The FBI released documents on Friday detailing a probe into the “Finders,” a secretive group that was allegedly connected to the U.S. government.

Allegations concerning child abuse committed by the group were brought to the attention of FBI agents after tips were relayed to the Department of Justice from people including U.S. Congressman Charlie Rose, according to a declassified document dated Oct. 27, 1993.

FBI agents searched for information about the group and found a reference to it in an FBI file concerning an arrest of two men in Tallahassee, Florida in 1987. Police officers there found the men with six children who were playing in a park while unkept and neglected.

“The two subjects with the children, could not initially provide sufficient information as to their legal custody of the children and were uncooperative regarding their identity and the children’s identity,” the file stated.

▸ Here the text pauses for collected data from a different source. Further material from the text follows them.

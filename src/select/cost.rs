//! Cost model: feature vectors, symbolic costs, and the estimator.
//!
//! Costs are vectors over four features. The optimizer minimizes their weighted sum, with
//! weights chosen by [CostMode]. ABY operator and conversion costs are microbenchmark
//! estimates, scaled to integers.

use conduit_opt::CostMode;
use fxhash::FxHashMap;
use once_cell::sync::Lazy;
use serde::Serialize;

use std::fmt::{self, Display, Formatter};
use std::ops::Add;

use super::constraint::SelectionConstraint;
use super::Assignment;
use crate::ctx::InternalError;
use crate::ir::Operator;
use crate::protocol::compose::{Composer, PortId};
use crate::protocol::{Protocol, ShareType};

/// A cost feature.
#[derive(Clone, Copy, Debug, PartialEq, Eq, Hash, PartialOrd, Ord)]
pub enum Feature {
    /// Messages between hosts
    Messages,
    /// Local work
    Execution,
    /// MPC work on a fast network
    Lan,
    /// MPC work on a slow network
    Wan,
}

impl Feature {
    /// All four.
    pub const ALL: [Feature; 4] = [Feature::Messages, Feature::Execution, Feature::Lan, Feature::Wan];
}

/// One value per [Feature].
#[derive(Clone, Copy, Debug, PartialEq, Eq, Default, Serialize)]
pub struct Cost<T> {
    /// [Feature::Messages]
    pub messages: T,
    /// [Feature::Execution]
    pub execution: T,
    /// [Feature::Lan]
    pub lan: T,
    /// [Feature::Wan]
    pub wan: T,
}

impl<T> Cost<T> {
    /// Build from a function of the feature.
    pub fn from_fn(mut f: impl FnMut(Feature) -> T) -> Self {
        Cost {
            messages: f(Feature::Messages),
            execution: f(Feature::Execution),
            lan: f(Feature::Lan),
            wan: f(Feature::Wan),
        }
    }
    /// The value for one feature.
    pub fn get(&self, f: Feature) -> &T {
        match f {
            Feature::Messages => &self.messages,
            Feature::Execution => &self.execution,
            Feature::Lan => &self.lan,
            Feature::Wan => &self.wan,
        }
    }
    /// Apply `f` to each feature.
    pub fn map<U>(self, mut f: impl FnMut(T) -> U) -> Cost<U> {
        Cost {
            messages: f(self.messages),
            execution: f(self.execution),
            lan: f(self.lan),
            wan: f(self.wan),
        }
    }
    /// Combine two costs feature by feature.
    pub fn zip<U, V>(self, other: Cost<U>, mut f: impl FnMut(T, U) -> V) -> Cost<V> {
        Cost {
            messages: f(self.messages, other.messages),
            execution: f(self.execution, other.execution),
            lan: f(self.lan, other.lan),
            wan: f(self.wan, other.wan),
        }
    }
}

impl Cost<i64> {
    /// All zero.
    pub fn zero() -> Self {
        Cost::default()
    }
    /// The weighted sum of the features.
    pub fn weighted(&self, weights: &Cost<i64>) -> i64 {
        Feature::ALL
            .iter()
            .map(|f| self.get(*f) * weights.get(*f))
            .sum()
    }
    /// Feature-wise maximum.
    pub fn max(self, other: Cost<i64>) -> Self {
        self.zip(other, i64::max)
    }
    fn execution(n: i64) -> Self {
        Cost {
            execution: n,
            ..Cost::zero()
        }
    }
    fn network(lan: i64, wan: i64) -> Self {
        Cost {
            lan,
            wan,
            ..Cost::zero()
        }
    }
}

impl Add for Cost<i64> {
    type Output = Cost<i64>;
    fn add(self, other: Cost<i64>) -> Cost<i64> {
        self.zip(other, |a, b| a + b)
    }
}

impl Display for Cost<i64> {
    fn fmt(&self, f: &mut Formatter) -> fmt::Result {
        write!(
            f,
            "{{messages: {}, execution: {}, lan: {}, wan: {}}}",
            self.messages, self.execution, self.lan, self.wan
        )
    }
}

/// A cost that depends on the protocol assignment.
#[derive(Clone, Debug, PartialEq, Eq)]
pub enum SymbolicCost {
    /// A fixed cost
    Literal(Cost<i64>),
    /// Sum
    Sum(Vec<SymbolicCost>),
    /// Multiplication by a constant
    Scale(i64, Box<SymbolicCost>),
    /// Feature-wise maximum
    Max(Box<SymbolicCost>, Box<SymbolicCost>),
    /// The cost of whichever alternative's condition holds; zero if none does.
    /// The conditions are mutually exclusive.
    Choice(Vec<(SelectionConstraint, Cost<i64>)>),
}

impl SymbolicCost {
    /// Zero.
    pub fn zero() -> Self {
        SymbolicCost::Literal(Cost::zero())
    }

    /// Sum, dropping zeros.
    pub fn sum(costs: impl IntoIterator<Item = SymbolicCost>) -> Self {
        let mut terms: Vec<SymbolicCost> = costs
            .into_iter()
            .filter(|c| c != &SymbolicCost::zero())
            .collect();
        match terms.len() {
            0 => SymbolicCost::zero(),
            1 => terms.pop().unwrap_or_else(SymbolicCost::zero),
            _ => SymbolicCost::Sum(terms),
        }
    }

    /// Evaluate under a complete assignment.
    pub fn eval(&self, a: &Assignment) -> Result<Cost<i64>, InternalError> {
        Ok(match self {
            SymbolicCost::Literal(c) => *c,
            SymbolicCost::Sum(cs) => {
                let mut acc = Cost::zero();
                for c in cs {
                    acc = acc + c.eval(a)?;
                }
                acc
            }
            SymbolicCost::Scale(k, c) => c.eval(a)?.map(|x| k * x),
            SymbolicCost::Max(x, y) => x.eval(a)?.max(y.eval(a)?),
            SymbolicCost::Choice(alts) => {
                let mut acc = Cost::zero();
                for (cond, c) in alts {
                    if cond.eval(a)? {
                        acc = acc + *c;
                    }
                }
                acc
            }
        })
    }
}

impl Default for SymbolicCost {
    fn default() -> Self {
        SymbolicCost::zero()
    }
}

/// Cost of `op` in each ABY sharing, as (lan, wan).
static ABY_OPERATORS: Lazy<FxHashMap<(Operator, ShareType), (i64, i64)>> = Lazy::new(|| {
    use Operator::*;
    use ShareType::*;
    let table: &[(Operator, ShareType, i64, i64)] = &[
        (Add, Arithmetic, 4, 5),
        (Add, Boolean, 24, 31),
        (Add, Yao, 17, 15),
        (Sub, Arithmetic, 5, 5),
        (Sub, Boolean, 60, 92),
        (Sub, Yao, 16, 15),
        (Neg, Arithmetic, 5, 5),
        (Neg, Boolean, 60, 92),
        (Neg, Yao, 16, 15),
        (Mul, Arithmetic, 17, 15),
        (Mul, Boolean, 80, 102),
        (Mul, Yao, 46, 15),
        (Div, Boolean, 378, 552),
        (Div, Yao, 130, 17),
        (And, Boolean, 20, 15),
        (And, Yao, 22, 15),
        // not (and (not a) (not b))
        (Or, Boolean, 20 + 3 * 5, 15 + 3 * 5),
        (Or, Yao, 22 + 3 * 6, 15 + 3 * 5),
        (Not, Boolean, 5, 5),
        (Not, Yao, 6, 5),
        (Eq, Boolean, 25, 26),
        (Eq, Yao, 18, 15),
        (Lt, Boolean, 26, 26),
        (Lt, Yao, 18, 15),
        (Gt, Boolean, 26, 26),
        (Gt, Yao, 18, 15),
        // gt, or, eq
        (Le, Boolean, 26 + 25 + 20 + 3 * 5, 26 + 26 + 15 + 3 * 5),
        (Le, Yao, 18 + 18 + 22 + 3 * 6, 15 + 15 + 15 + 3 * 5),
        (Ge, Boolean, 26 + 25 + 20 + 3 * 5, 26 + 26 + 15 + 3 * 5),
        (Ge, Yao, 18 + 18 + 22 + 3 * 6, 15 + 15 + 15 + 3 * 5),
        (Mux, Boolean, 14, 10),
        (Mux, Yao, 9, 10),
        (Min, Boolean, 35, 36),
        (Min, Yao, 19, 15),
        (Max, Boolean, 34, 36),
        (Max, Yao, 18, 15),
    ];
    table.iter().map(|(o, s, l, w)| ((*o, *s), (*l, *w))).collect()
});

/// Cost of converting shares, as (lan, wan).
fn conversion(from: ShareType, to: ShareType) -> (i64, i64) {
    use ShareType::*;
    match (from, to) {
        (Arithmetic, Boolean) => (19, 15),
        (Arithmetic, Yao) => (18, 15),
        (Boolean, Arithmetic) => (15, 15),
        (Boolean, Yao) => (16, 15),
        (Yao, Arithmetic) => (15, 15),
        (Yao, Boolean) => (5, 5),
        _ => (0, 0),
    }
}

/// Charged when a value leaves MPC.
const MPC_EXECUTION: i64 = 10;

/// Estimates execution and communication costs.
#[derive(Clone, Copy, Debug, Default)]
pub struct CostEstimator {
    composer: Composer,
}

impl CostEstimator {
    /// An estimator using `composer`'s communication table.
    pub fn new(composer: Composer) -> Self {
        CostEstimator { composer }
    }

    /// Cost of `protocol` computing a value; `op` is the operator applied, if any.
    pub fn execution_cost(
        &self,
        op: Option<Operator>,
        protocol: &Protocol,
    ) -> Result<Cost<i64>, InternalError> {
        let base = match protocol {
            Protocol::Local { .. } => 1,
            Protocol::Replication { hosts } => hosts.len() as i64,
            Protocol::Commitment { hashes, .. } => 20 + hashes.len() as i64,
            Protocol::Zkp { verifiers, .. } => 50 + verifiers.len() as i64,
            Protocol::Aby { .. } => 100,
        };
        let op_cost = match (op, protocol.share()) {
            (Some(op), Some(share)) => {
                let (lan, wan) = ABY_OPERATORS.get(&(op, share)).copied().ok_or_else(|| {
                    InternalError::MissingCost(format!("{op:?} in {}", protocol.name()))
                })?;
                Cost::network(lan, wan)
            }
            _ => Cost::zero(),
        };
        Ok(Cost::execution(base) + op_cost)
    }

    /// Cost of moving a value from `src` to `dst`. Zero within a protocol.
    pub fn communication_cost(&self, src: &Protocol, dst: &Protocol) -> Cost<i64> {
        if src == dst {
            return Cost::zero();
        }
        let Some(events) = self.composer.communicate(src, dst) else {
            return Cost::zero();
        };
        let events: Vec<_> = events
            .into_iter()
            .filter(|e| !(e.send.id == PortId::InternalOutput && e.recv.id == PortId::InternalInput))
            .collect();
        let mut messages = events
            .iter()
            .filter(|e| e.is_remote() && !e.send.protocol.is_aby())
            .count() as i64;
        if events.iter().any(|e| {
            e.send.protocol.is_aby() && e.send.id != PortId::InternalOutput && !e.recv.protocol.is_aby()
        }) {
            messages += MPC_EXECUTION;
        }
        let mut cost = Cost {
            messages,
            ..Cost::zero()
        };
        let mut converted = Vec::new();
        for e in &events {
            if let PortId::ConversionOutput(s, t) = e.send.id {
                if !converted.contains(&(s, t)) {
                    converted.push((s, t));
                    let (lan, wan) = conversion(s, t);
                    cost = cost + Cost::network(lan, wan);
                }
            }
        }
        cost
    }

    /// How much each feature counts.
    pub fn weights(mode: CostMode) -> Cost<i64> {
        match mode {
            CostMode::Lan => Cost {
                messages: 3,
                execution: 1,
                lan: 1,
                wan: 0,
            },
            CostMode::Wan => Cost {
                messages: 5,
                execution: 1,
                lan: 0,
                wan: 1,
            },
        }
    }
}

#[cfg(test)]
mod test {
    use super::*;

    const E: CostEstimator = CostEstimator {
        composer: Composer,
    };

    #[test]
    fn base_execution() {
        let c = E.execution_cost(None, &Protocol::local("a")).unwrap();
        assert_eq!(c, Cost::execution(1));
        let c = E
            .execution_cost(None, &Protocol::replication(["a", "b", "c"]))
            .unwrap();
        assert_eq!(c.execution, 3);
        let c = E
            .execution_cost(None, &Protocol::zkp("a", ["b"]))
            .unwrap();
        assert_eq!(c.execution, 51);
    }

    #[test]
    fn aby_operators() {
        let yao = Protocol::aby(ShareType::Yao, "a", "b");
        let c = E.execution_cost(Some(Operator::Add), &yao).unwrap();
        assert_eq!(c, Cost { messages: 0, execution: 100, lan: 17, wan: 15 });
        let arith = Protocol::aby(ShareType::Arithmetic, "a", "b");
        assert!(matches!(
            E.execution_cost(Some(Operator::Lt), &arith),
            Err(InternalError::MissingCost(_))
        ));
    }

    #[test]
    fn remote_messages() {
        let c = E.communication_cost(&Protocol::local("a"), &Protocol::replication(["a", "b"]));
        assert_eq!(c.messages, 1);
        let p = Protocol::local("a");
        assert_eq!(E.communication_cost(&p, &p), Cost::zero());
    }

    #[test]
    fn leaving_mpc() {
        let yao = Protocol::aby(ShareType::Yao, "a", "b");
        let c = E.communication_cost(&yao, &Protocol::local("a"));
        assert_eq!(c.messages, MPC_EXECUTION);
        let bool_ = Protocol::aby(ShareType::Boolean, "a", "b");
        let c = E.communication_cost(&yao, &bool_);
        assert_eq!((c.messages, c.lan, c.wan), (0, 5, 5));
    }

    #[test]
    fn weighted_sum() {
        let c = Cost {
            messages: 2,
            execution: 10,
            lan: 4,
            wan: 7,
        };
        assert_eq!(c.weighted(&CostEstimator::weights(CostMode::Lan)), 6 + 10 + 4);
        assert_eq!(c.weighted(&CostEstimator::weights(CostMode::Wan)), 10 + 10 + 7);
    }

    #[test]
    fn symbolic_max_is_per_feature() {
        let a = SymbolicCost::Literal(Cost {
            messages: 5,
            ..Cost::zero()
        });
        let b = SymbolicCost::Literal(Cost {
            execution: 3,
            ..Cost::zero()
        });
        let m = SymbolicCost::Max(Box::new(a), Box::new(b));
        let c = m.eval(&Assignment::default()).unwrap();
        assert_eq!((c.messages, c.execution), (5, 3));
    }
}
//! Solving flows-to constraints over label terms.
//!
//! Each component constraint is normalized to atomic inequalities `c ∧ x ≤ d ∨ y`, with at
//! most one variable on each side. Variables start at the top of their component lattice and
//! only descend: `x := x ∧ (c → d ∨ y)`. At the fixed point every variable is as high as the
//! atomic inequalities allow, which is the greatest (least restrictive) solution. Finally
//! every original constraint is evaluated and checked under the congruence.

use fxhash::FxHashMap;
use log::{debug, trace};

use std::collections::VecDeque;
use std::hash::Hash;

use crate::security::{Congruence, Fdl, Label, Side};

/// One component of one label variable.
#[derive(Clone, Copy, Debug, PartialEq, Eq, Hash)]
pub struct CompVar {
    var: usize,
    side: Side,
}

/// A term in one component lattice.
#[derive(Clone, Debug, PartialEq, Eq)]
pub enum Component {
    /// A constant
    Const(Fdl),
    /// A component of a variable
    Var(CompVar),
    /// Lattice join
    Join(Box<Component>, Box<Component>),
    /// Lattice meet
    Meet(Box<Component>, Box<Component>),
}

impl Component {
    fn join(self, other: Component) -> Component {
        Component::Join(Box::new(self), Box::new(other))
    }
    fn meet(self, other: Component) -> Component {
        Component::Meet(Box::new(self), Box::new(other))
    }
    fn eval(&self, values: &[Label]) -> Fdl {
        match self {
            Component::Const(c) => c.clone(),
            Component::Var(x) => value(values, *x).clone(),
            Component::Join(a, b) => a.eval(values).join(&b.eval(values)),
            Component::Meet(a, b) => a.eval(values).meet(&b.eval(values)),
        }
    }
}

fn value(values: &[Label], x: CompVar) -> &Fdl {
    match x.side {
        Side::Conf => &values[x.var].conf,
        Side::Integ => &values[x.var].integ,
    }
}

/// A label with unknowns: a pair of component terms.
#[derive(Clone, Debug, PartialEq, Eq)]
pub struct LabelTerm {
    conf: Component,
    integ: Component,
}

impl LabelTerm {
    /// A known label.
    pub fn constant(l: &Label) -> Self {
        LabelTerm {
            conf: Component::Const(l.conf.clone()),
            integ: Component::Const(l.integ.clone()),
        }
    }
    fn var(var: usize) -> Self {
        LabelTerm {
            conf: Component::Var(CompVar {
                var,
                side: Side::Conf,
            }),
            integ: Component::Var(CompVar {
                var,
                side: Side::Integ,
            }),
        }
    }
    /// Least upper bound in the flows-to order.
    pub fn join(&self, o: &LabelTerm) -> LabelTerm {
        LabelTerm {
            conf: self.conf.clone().meet(o.conf.clone()),
            integ: self.integ.clone().join(o.integ.clone()),
        }
    }
    /// Greatest lower bound in the flows-to order.
    pub fn meet(&self, o: &LabelTerm) -> LabelTerm {
        LabelTerm {
            conf: self.conf.clone().join(o.conf.clone()),
            integ: self.integ.clone().meet(o.integ.clone()),
        }
    }
    /// Conjunction of authority.
    pub fn and(&self, o: &LabelTerm) -> LabelTerm {
        LabelTerm {
            conf: self.conf.clone().meet(o.conf.clone()),
            integ: self.integ.clone().meet(o.integ.clone()),
        }
    }
    /// Disjunction of authority.
    pub fn or(&self, o: &LabelTerm) -> LabelTerm {
        LabelTerm {
            conf: self.conf.clone().join(o.conf.clone()),
            integ: self.integ.clone().join(o.integ.clone()),
        }
    }
    /// Exchange the components.
    pub fn swap(&self) -> LabelTerm {
        LabelTerm {
            conf: self.integ.clone(),
            integ: self.conf.clone(),
        }
    }
    /// Keep confidentiality; integrity becomes weakest.
    pub fn confidentiality(&self) -> LabelTerm {
        LabelTerm {
            conf: self.conf.clone(),
            integ: Component::Const(Fdl::top()),
        }
    }
    /// Keep integrity; confidentiality becomes weakest.
    pub fn integrity(&self) -> LabelTerm {
        LabelTerm {
            conf: Component::Const(Fdl::top()),
            integ: self.integ.clone(),
        }
    }
    /// The label this term denotes under `values`.
    pub fn eval(&self, values: &[Label]) -> Label {
        Label::new(self.conf.eval(values), self.integ.eval(values))
    }
}

/// Which components a flow constrains.
#[derive(Clone, Copy, Debug, PartialEq, Eq)]
pub enum Flow {
    /// Both
    Both,
    /// Confidentiality only
    Confidentiality,
    /// Integrity only
    Integrity,
}

/// `from` flows to `to`, tagged with what to report when it fails.
#[derive(Clone, Debug)]
pub struct Constraint<T> {
    /// Source
    pub from: LabelTerm,
    /// Sink
    pub to: LabelTerm,
    /// Components constrained
    pub flow: Flow,
    /// Reported on failure
    pub tag: T,
}

/// A constraint failed at the solution.
#[derive(Clone, Debug)]
pub enum SolveError<T> {
    /// Some constraint mixes variables in a way the solver cannot normalize
    IllegalTerm(String),
    /// The greatest solution violates this constraint
    Unsatisfied {
        /// The constraint's tag
        tag: T,
        /// The evaluated source
        from: Label,
        /// The evaluated sink
        to: Label,
    },
}

/// `c ∧ left ≤ d ∨ right`
#[derive(Clone, Debug)]
struct Atomic {
    c: Fdl,
    left: Option<CompVar>,
    d: Fdl,
    right: Option<CompVar>,
}

/// A set of flows-to constraints over variables of type `V`.
#[derive(Clone, Debug)]
pub struct ConstraintSystem<V, T> {
    vars: Vec<V>,
    index: FxHashMap<V, usize>,
    constraints: Vec<Constraint<T>>,
}

impl<V: Clone + Eq + Hash + std::fmt::Debug, T: Clone> ConstraintSystem<V, T> {
    /// An empty system.
    pub fn new() -> Self {
        ConstraintSystem {
            vars: Vec::new(),
            index: FxHashMap::default(),
            constraints: Vec::new(),
        }
    }
    /// The term for variable `v`, registering it if new.
    pub fn var(&mut self, v: V) -> LabelTerm {
        let next = self.vars.len();
        let i = *self.index.entry(v.clone()).or_insert(next);
        if i == next {
            self.vars.push(v);
        }
        LabelTerm::var(i)
    }
    /// Require `from` to flow to `to` in the components `flow` selects.
    pub fn flows(&mut self, from: LabelTerm, to: LabelTerm, flow: Flow, tag: T) {
        self.constraints.push(Constraint {
            from,
            to,
            flow,
            tag,
        });
    }
    /// Number of constraints.
    pub fn len(&self) -> usize {
        self.constraints.len()
    }
    /// Are there no constraints?
    pub fn is_empty(&self) -> bool {
        self.constraints.is_empty()
    }

    /// Find the greatest solution and check every constraint against it.
    pub fn solve(&self, congruence: &Congruence) -> Result<Vec<(V, Label)>, SolveError<T>> {
        let mut atoms = Vec::new();
        for k in &self.constraints {
            // conf: to.conf ≤ from.conf; integ: from.integ ≤ to.integ
            if k.flow != Flow::Integrity {
                normalize(&k.to.conf, &k.from.conf, &mut atoms)?;
            }
            if k.flow != Flow::Confidentiality {
                normalize(&k.from.integ, &k.to.integ, &mut atoms)?;
            }
        }
        debug!(
            "solving {} constraints over {} variables ({} atomic)",
            self.constraints.len(),
            self.vars.len(),
            atoms.len()
        );

        let mut dependents: FxHashMap<CompVar, Vec<usize>> = FxHashMap::default();
        for (i, a) in atoms.iter().enumerate() {
            if let (Some(_), Some(r)) = (a.left, a.right) {
                dependents.entry(r).or_default().push(i);
            }
        }
        let mut values = vec![Label::weakest(); self.vars.len()];
        let mut queue: VecDeque<usize> = (0..atoms.len()).collect();
        let mut queued = vec![true; atoms.len()];
        while let Some(i) = queue.pop_front() {
            queued[i] = false;
            let a = &atoms[i];
            let Some(x) = a.left else { continue };
            let bound = match a.right {
                Some(r) => a.d.join(value(&values, r)),
                None => a.d.clone(),
            };
            let old = value(&values, x).clone();
            let new = old.meet(&congruence.imply(&a.c, &bound));
            if congruence.leq(&old, &new) {
                continue;
            }
            trace!("{:?}.{:?} lowered", self.vars[x.var], x.side);
            match x.side {
                Side::Conf => values[x.var].conf = new,
                Side::Integ => values[x.var].integ = new,
            }
            for &j in dependents.get(&x).map(Vec::as_slice).unwrap_or(&[]) {
                if !queued[j] {
                    queued[j] = true;
                    queue.push_back(j);
                }
            }
        }

        for k in &self.constraints {
            let from = k.from.eval(&values);
            let to = k.to.eval(&values);
            let ok = match k.flow {
                Flow::Both => from.flows_to(&to, congruence),
                Flow::Confidentiality => congruence.leq(&to.conf, &from.conf),
                Flow::Integrity => congruence.leq(&from.integ, &to.integ),
            };
            if !ok {
                return Err(SolveError::Unsatisfied {
                    tag: k.tag.clone(),
                    from,
                    to,
                });
            }
        }
        Ok(self.vars.iter().cloned().zip(values).collect())
    }
}

impl<V: Clone + Eq + Hash + std::fmt::Debug, T: Clone> Default for ConstraintSystem<V, T> {
    fn default() -> Self {
        Self::new()
    }
}

/// A join of `c ∧ x` terms.
fn lower(t: &Component) -> Result<Vec<(Fdl, Option<CompVar>)>, String> {
    Ok(match t {
        Component::Const(c) => vec![(c.clone(), None)],
        Component::Var(x) => vec![(Fdl::top(), Some(*x))],
        Component::Join(a, b) => {
            let mut out = lower(a)?;
            out.extend(lower(b)?);
            out
        }
        Component::Meet(a, b) => cross(&lower(a)?, &lower(b)?, Fdl::meet)?,
    })
}

/// A meet of `d ∨ y` terms.
fn upper(t: &Component) -> Result<Vec<(Fdl, Option<CompVar>)>, String> {
    Ok(match t {
        Component::Const(d) => vec![(d.clone(), None)],
        Component::Var(y) => vec![(Fdl::bottom(), Some(*y))],
        Component::Meet(a, b) => {
            let mut out = upper(a)?;
            out.extend(upper(b)?);
            out
        }
        Component::Join(a, b) => cross(&upper(a)?, &upper(b)?, Fdl::join)?,
    })
}

fn cross(
    xs: &[(Fdl, Option<CompVar>)],
    ys: &[(Fdl, Option<CompVar>)],
    op: impl Fn(&Fdl, &Fdl) -> Fdl,
) -> Result<Vec<(Fdl, Option<CompVar>)>, String> {
    let mut out = Vec::new();
    for (c1, x1) in xs {
        for (c2, x2) in ys {
            let x = match (x1, x2) {
                (Some(a), Some(b)) if a != b => {
                    return Err(format!("two variables {a:?} and {b:?} on one side"))
                }
                (Some(a), _) | (None, Some(a)) => Some(*a),
                (None, None) => None,
            };
            out.push((op(c1, c2), x));
        }
    }
    Ok(out)
}

fn normalize<T>(lhs: &Component, rhs: &Component, out: &mut Vec<Atomic>) -> Result<(), SolveError<T>> {
    let ls = lower(lhs).map_err(SolveError::IllegalTerm)?;
    let rs = upper(rhs).map_err(SolveError::IllegalTerm)?;
    for (c, left) in &ls {
        for (d, right) in &rs {
            out.push(Atomic {
                c: c.clone(),
                left: *left,
                d: d.clone(),
                right: *right,
            });
        }
    }
    Ok(())
}

#[cfg(test)]
mod test {
    use super::*;
    use crate::security::Atom;

    fn host(i: u32) -> Label {
        Label::new(Fdl::atom(Atom(2 * i)), Fdl::atom(Atom(2 * i + 1)))
    }

    fn solution(s: &ConstraintSystem<&'static str, u32>, c: &Congruence) -> FxHashMap<&'static str, Label> {
        s.solve(c).unwrap().into_iter().collect()
    }

    #[test]
    fn unconstrained_is_weakest() {
        let mut s: ConstraintSystem<&str, u32> = ConstraintSystem::new();
        let x = s.var("x");
        s.flows(x, LabelTerm::constant(&Label::weakest()), Flow::Both, 0);
        assert_eq!(solution(&s, &Congruence::new())["x"], Label::weakest());
    }

    #[test]
    fn chain_propagates() {
        let c = Congruence::new();
        let mut s: ConstraintSystem<&str, u32> = ConstraintSystem::new();
        let x = s.var("x");
        let y = s.var("y");
        let a = LabelTerm::constant(&host(0));
        s.flows(a.clone(), x.clone(), Flow::Both, 0);
        s.flows(x.clone(), y.clone(), Flow::Both, 1);
        s.flows(y, a, Flow::Both, 2);
        let sol = solution(&s, &c);
        assert!(sol["x"].equiv(&host(0), &c));
        assert!(sol["y"].equiv(&host(0), &c));
    }

    #[test]
    fn violation_reports_tag() {
        let c = Congruence::new();
        let mut s: ConstraintSystem<&str, u32> = ConstraintSystem::new();
        let x = s.var("x");
        s.flows(LabelTerm::constant(&host(0)), x.clone(), Flow::Both, 7);
        s.flows(x, LabelTerm::constant(&host(1)), Flow::Both, 8);
        match s.solve(&c) {
            Err(SolveError::Unsatisfied { tag, .. }) => assert_eq!(tag, 7),
            other => panic!("expected a violation, got {:?}", other.map(|_| ())),
        }
    }

    #[test]
    fn meet_of_variables_on_the_left_is_illegal() {
        let mut s: ConstraintSystem<&str, u32> = ConstraintSystem::new();
        let x = s.var("x");
        let y = s.var("y");
        // the integrity side of x ⊓ y is a meet of two variables
        s.flows(x.meet(&y), LabelTerm::constant(&host(0)), Flow::Integrity, 0);
        assert!(matches!(
            s.solve(&Congruence::new()),
            Err(SolveError::IllegalTerm(_))
        ));
    }

    #[test]
    fn projected_flow_ignores_other_component() {
        let c = Congruence::new();
        let mut s: ConstraintSystem<&str, u32> = ConstraintSystem::new();
        let x = s.var("x");
        s.flows(
            LabelTerm::constant(&host(0)),
            x,
            Flow::Confidentiality,
            0,
        );
        let sol = solution(&s, &c);
        assert_eq!(sol["x"].integ, Fdl::top());
        assert!(c.equiv(&sol["x"].conf, &host(0).conf));
    }
}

Information developed during the arrests, including the children disclosing they were from the Washington area, prompted Tallahassee officers to contact its local Customs Office, which relayed the information to the Metropolitan Police Department in Washington and provided details about a person whose name was redacted and their association with a group known as “Finders,” based in the nation’s capital. The Metropolitan Police Department had already received information from a confidential source that a group known as the “Finders” were conducting “brainwashing techniques at [redacted].”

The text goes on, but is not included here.